> _INSTRUCTIONS TO FOLLOW_
Go through the data below. List every line that holds the word "warn".

======== EXERCISE INPUT ========

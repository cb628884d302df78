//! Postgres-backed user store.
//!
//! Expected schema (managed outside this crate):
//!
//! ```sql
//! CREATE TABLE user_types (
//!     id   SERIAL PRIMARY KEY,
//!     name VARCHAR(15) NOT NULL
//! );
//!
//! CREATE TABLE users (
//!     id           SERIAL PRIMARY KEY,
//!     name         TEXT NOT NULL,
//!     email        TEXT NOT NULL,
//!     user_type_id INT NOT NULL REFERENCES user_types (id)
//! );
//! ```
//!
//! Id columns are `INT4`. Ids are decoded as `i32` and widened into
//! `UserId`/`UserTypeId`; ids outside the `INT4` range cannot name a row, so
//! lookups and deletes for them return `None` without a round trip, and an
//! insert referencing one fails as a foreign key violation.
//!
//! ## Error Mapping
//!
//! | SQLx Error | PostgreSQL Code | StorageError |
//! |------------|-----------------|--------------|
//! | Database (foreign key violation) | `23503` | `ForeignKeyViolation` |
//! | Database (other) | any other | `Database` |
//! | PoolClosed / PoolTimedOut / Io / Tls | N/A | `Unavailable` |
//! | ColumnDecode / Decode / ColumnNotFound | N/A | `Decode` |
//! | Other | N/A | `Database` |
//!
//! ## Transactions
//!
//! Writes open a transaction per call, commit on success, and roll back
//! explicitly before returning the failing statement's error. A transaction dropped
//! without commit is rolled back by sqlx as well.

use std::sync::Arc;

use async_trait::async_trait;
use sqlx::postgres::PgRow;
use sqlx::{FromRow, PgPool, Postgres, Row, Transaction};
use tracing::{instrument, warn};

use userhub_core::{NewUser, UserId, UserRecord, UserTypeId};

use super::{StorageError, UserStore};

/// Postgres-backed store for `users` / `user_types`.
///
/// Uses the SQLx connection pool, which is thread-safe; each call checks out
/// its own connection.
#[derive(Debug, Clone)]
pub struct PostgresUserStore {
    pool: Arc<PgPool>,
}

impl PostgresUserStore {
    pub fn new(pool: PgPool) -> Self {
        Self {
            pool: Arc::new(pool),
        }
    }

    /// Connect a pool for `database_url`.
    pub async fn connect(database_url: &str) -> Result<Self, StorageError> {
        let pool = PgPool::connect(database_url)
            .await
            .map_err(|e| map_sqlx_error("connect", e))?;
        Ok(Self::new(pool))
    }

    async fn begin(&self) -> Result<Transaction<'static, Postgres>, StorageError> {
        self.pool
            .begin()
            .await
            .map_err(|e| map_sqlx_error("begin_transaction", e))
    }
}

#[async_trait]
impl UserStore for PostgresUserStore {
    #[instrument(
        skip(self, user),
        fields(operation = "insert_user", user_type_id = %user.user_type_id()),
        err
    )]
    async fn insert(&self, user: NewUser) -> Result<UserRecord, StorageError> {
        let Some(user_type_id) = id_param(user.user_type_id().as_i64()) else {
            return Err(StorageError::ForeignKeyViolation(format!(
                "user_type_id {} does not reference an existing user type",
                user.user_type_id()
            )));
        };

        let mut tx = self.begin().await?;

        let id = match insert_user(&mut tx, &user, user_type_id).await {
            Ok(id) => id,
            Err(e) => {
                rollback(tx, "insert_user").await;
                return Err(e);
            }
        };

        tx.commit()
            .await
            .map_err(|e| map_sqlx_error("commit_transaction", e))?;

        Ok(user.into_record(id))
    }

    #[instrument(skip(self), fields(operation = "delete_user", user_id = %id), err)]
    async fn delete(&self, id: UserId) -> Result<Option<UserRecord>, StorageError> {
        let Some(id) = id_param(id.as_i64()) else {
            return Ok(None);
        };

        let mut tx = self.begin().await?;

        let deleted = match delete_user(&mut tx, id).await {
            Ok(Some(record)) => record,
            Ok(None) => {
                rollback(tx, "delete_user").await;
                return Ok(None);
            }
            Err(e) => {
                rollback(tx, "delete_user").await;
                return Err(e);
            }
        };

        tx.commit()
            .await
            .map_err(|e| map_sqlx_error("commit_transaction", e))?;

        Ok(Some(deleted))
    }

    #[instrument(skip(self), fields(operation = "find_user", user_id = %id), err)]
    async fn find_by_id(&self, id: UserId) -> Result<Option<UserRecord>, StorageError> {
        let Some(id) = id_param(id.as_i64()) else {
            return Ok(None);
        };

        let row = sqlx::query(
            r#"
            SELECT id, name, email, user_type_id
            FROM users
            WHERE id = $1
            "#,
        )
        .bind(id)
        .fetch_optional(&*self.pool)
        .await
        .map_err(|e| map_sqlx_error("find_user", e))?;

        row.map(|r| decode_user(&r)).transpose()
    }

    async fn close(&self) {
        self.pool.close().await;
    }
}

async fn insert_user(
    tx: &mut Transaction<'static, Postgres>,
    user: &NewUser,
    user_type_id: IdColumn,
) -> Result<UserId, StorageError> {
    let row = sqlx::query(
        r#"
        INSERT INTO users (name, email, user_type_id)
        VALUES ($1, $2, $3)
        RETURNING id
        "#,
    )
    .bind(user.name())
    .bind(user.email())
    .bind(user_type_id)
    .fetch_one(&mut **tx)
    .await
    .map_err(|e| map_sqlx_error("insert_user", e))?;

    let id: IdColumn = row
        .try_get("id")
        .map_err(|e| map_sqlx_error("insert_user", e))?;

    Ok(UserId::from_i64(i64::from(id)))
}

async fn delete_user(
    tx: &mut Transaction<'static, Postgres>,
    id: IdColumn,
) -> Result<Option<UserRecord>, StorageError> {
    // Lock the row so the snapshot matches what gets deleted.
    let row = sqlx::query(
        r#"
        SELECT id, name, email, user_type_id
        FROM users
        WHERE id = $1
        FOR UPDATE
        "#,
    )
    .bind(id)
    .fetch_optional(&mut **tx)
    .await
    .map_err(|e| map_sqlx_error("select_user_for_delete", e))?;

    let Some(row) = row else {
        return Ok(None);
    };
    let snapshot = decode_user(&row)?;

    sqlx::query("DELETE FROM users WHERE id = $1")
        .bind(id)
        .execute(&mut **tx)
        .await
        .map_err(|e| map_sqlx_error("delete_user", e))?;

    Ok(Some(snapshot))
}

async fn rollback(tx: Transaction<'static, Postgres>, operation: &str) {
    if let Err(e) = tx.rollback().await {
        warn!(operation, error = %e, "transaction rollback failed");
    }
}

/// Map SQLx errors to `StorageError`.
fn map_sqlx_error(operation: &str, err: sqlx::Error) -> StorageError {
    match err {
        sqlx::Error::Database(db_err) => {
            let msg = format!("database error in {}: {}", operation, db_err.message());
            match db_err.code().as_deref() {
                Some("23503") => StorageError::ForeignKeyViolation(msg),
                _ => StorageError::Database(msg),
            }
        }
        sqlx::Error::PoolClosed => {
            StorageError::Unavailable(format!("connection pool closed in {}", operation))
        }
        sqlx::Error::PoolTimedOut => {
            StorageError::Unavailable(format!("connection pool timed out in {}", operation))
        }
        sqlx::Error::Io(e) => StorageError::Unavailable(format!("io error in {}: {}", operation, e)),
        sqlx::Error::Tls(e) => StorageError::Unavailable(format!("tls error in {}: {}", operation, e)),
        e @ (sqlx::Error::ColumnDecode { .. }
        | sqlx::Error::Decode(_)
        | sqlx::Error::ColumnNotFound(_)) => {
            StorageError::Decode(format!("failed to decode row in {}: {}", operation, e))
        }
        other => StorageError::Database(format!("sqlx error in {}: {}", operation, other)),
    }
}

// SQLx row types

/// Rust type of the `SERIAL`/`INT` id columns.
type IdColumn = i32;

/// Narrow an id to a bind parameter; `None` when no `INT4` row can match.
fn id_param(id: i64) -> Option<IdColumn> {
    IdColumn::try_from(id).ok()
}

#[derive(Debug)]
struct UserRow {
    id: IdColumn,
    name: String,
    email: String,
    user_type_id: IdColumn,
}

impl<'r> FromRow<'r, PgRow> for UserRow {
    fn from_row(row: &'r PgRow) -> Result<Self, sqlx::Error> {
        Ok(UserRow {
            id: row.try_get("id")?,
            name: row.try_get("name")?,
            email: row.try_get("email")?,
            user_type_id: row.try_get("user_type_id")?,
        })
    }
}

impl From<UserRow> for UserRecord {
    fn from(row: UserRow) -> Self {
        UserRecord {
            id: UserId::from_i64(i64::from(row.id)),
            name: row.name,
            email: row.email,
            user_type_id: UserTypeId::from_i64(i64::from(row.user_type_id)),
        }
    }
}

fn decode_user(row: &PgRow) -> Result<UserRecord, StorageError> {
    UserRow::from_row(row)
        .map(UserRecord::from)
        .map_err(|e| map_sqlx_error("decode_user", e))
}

========

> _SOLUTION_
use tracing::{instrument, warn};
        warn!(operation, error = %e, "transaction rollback failed");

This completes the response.